▸ RECORDS FOR THE TASK:
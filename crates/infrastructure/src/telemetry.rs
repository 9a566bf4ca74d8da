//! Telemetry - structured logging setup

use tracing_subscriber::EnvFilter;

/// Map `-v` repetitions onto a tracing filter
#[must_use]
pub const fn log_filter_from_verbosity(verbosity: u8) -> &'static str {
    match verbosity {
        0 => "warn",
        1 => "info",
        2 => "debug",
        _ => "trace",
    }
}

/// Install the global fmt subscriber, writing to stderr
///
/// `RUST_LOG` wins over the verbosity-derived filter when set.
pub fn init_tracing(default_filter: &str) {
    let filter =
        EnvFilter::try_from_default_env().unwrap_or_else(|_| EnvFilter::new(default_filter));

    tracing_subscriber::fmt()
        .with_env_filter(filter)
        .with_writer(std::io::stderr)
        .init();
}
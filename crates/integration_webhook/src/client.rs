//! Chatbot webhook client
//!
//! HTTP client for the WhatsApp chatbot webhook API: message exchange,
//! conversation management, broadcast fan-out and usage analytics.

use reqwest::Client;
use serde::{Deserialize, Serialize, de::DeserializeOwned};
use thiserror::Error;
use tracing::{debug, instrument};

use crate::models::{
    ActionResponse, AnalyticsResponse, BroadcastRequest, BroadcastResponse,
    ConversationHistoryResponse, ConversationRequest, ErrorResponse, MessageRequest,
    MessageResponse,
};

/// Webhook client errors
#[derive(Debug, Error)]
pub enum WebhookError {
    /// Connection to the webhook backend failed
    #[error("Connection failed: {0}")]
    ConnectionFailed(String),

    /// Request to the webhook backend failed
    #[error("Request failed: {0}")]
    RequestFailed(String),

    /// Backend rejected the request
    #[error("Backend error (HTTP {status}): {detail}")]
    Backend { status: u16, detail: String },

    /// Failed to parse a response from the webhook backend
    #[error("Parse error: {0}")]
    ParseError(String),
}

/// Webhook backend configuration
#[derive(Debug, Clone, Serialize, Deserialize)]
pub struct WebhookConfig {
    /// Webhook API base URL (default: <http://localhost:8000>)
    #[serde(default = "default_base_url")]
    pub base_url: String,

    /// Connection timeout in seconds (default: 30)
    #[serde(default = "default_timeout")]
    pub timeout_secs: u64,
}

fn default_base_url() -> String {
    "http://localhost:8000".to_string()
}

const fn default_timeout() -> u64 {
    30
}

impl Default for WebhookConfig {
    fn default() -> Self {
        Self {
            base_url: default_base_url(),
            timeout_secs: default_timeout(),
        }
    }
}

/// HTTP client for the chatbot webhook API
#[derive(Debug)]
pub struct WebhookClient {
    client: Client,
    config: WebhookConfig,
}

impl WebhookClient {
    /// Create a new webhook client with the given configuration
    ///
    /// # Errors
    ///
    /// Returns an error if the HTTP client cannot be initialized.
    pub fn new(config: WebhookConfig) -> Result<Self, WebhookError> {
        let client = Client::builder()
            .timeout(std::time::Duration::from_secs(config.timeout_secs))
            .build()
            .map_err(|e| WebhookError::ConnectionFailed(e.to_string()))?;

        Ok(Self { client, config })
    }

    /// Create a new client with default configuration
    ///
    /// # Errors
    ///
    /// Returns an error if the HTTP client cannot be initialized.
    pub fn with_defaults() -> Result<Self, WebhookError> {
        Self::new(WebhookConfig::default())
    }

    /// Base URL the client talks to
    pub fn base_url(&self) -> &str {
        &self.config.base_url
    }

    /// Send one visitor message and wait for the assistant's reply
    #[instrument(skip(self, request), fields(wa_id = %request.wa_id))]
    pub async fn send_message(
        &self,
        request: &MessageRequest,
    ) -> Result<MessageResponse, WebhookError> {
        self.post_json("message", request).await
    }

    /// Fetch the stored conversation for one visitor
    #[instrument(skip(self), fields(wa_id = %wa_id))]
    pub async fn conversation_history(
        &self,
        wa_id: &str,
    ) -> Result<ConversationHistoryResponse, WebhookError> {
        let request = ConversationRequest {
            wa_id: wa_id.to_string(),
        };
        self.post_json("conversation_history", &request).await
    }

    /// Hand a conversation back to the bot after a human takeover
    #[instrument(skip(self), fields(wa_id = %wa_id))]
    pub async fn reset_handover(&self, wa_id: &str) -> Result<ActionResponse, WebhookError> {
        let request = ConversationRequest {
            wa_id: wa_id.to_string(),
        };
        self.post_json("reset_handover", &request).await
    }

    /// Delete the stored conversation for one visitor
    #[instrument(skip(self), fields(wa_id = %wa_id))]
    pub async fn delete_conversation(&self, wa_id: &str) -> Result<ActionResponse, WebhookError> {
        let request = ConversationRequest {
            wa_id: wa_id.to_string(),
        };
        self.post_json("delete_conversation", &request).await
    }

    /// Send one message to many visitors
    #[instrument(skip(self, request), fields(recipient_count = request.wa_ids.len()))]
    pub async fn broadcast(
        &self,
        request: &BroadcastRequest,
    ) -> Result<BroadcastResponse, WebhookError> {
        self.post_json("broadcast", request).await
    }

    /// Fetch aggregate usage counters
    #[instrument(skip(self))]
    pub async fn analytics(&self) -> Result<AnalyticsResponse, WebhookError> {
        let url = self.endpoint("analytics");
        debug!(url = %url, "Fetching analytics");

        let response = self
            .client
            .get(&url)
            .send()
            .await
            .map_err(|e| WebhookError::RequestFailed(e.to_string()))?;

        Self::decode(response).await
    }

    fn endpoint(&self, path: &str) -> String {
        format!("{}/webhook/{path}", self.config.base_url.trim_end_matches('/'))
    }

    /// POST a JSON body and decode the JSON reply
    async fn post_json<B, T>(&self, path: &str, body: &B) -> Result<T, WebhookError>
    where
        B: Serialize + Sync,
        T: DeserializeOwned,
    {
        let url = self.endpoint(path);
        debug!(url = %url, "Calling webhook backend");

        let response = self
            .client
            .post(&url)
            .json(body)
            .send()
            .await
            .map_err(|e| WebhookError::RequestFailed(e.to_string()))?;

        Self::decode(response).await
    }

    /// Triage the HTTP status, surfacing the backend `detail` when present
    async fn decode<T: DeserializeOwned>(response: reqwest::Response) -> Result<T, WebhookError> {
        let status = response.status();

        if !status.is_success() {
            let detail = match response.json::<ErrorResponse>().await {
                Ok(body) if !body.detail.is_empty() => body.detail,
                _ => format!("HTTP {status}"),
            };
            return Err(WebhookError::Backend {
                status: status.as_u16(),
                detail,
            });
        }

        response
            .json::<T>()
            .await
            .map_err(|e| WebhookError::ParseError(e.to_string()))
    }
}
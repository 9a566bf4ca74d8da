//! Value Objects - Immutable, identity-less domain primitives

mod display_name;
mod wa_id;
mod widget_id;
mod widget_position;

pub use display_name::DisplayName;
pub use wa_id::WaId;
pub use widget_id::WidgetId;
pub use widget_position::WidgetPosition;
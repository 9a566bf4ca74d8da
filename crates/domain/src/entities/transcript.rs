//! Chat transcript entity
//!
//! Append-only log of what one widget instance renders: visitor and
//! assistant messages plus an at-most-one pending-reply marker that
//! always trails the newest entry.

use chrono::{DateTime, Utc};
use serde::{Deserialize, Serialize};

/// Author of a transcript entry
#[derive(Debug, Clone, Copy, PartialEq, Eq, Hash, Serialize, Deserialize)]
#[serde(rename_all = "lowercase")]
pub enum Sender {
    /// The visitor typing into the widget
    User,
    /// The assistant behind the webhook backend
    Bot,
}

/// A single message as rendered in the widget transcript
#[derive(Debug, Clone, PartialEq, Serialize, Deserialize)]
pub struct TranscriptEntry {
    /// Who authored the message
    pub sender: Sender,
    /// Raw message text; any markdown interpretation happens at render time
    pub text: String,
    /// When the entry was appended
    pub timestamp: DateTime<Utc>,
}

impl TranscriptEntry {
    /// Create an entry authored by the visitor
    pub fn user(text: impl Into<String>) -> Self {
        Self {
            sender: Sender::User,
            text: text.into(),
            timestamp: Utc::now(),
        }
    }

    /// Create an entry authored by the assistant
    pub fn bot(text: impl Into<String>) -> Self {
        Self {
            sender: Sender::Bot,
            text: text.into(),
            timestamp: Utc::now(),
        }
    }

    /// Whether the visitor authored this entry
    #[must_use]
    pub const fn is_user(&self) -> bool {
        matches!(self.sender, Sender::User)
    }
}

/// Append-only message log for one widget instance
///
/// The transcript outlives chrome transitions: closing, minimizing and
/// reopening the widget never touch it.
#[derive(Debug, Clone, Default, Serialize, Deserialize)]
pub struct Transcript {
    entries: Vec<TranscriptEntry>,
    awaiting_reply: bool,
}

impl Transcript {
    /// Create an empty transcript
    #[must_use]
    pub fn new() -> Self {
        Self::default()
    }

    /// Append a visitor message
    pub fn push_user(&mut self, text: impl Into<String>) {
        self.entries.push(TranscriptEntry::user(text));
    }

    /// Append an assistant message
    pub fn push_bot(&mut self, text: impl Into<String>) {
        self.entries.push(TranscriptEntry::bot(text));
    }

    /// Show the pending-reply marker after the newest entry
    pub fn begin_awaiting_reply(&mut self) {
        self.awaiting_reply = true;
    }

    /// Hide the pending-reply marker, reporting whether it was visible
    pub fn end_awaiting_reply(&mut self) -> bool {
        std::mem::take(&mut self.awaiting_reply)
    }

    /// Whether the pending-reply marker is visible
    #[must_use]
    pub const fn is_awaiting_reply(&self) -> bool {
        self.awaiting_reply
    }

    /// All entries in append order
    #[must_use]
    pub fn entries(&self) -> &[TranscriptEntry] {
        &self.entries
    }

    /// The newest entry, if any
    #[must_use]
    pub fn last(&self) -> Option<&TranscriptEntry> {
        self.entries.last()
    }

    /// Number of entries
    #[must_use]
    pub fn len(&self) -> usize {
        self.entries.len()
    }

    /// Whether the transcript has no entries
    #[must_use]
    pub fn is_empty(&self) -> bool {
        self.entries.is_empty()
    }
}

▸ THE TASK:
Return all lines above that mention the word "status".

▸ OUTPUT OF THE TASK:
    #[error("Backend error (HTTP {status}): {detail}")]
    Backend { status: u16, detail: String },
    /// Triage the HTTP status, surfacing the backend `detail` when present
        let status = response.status();
        if !status.is_success() {
                _ => format!("HTTP {status}"),
                status: status.as_u16(),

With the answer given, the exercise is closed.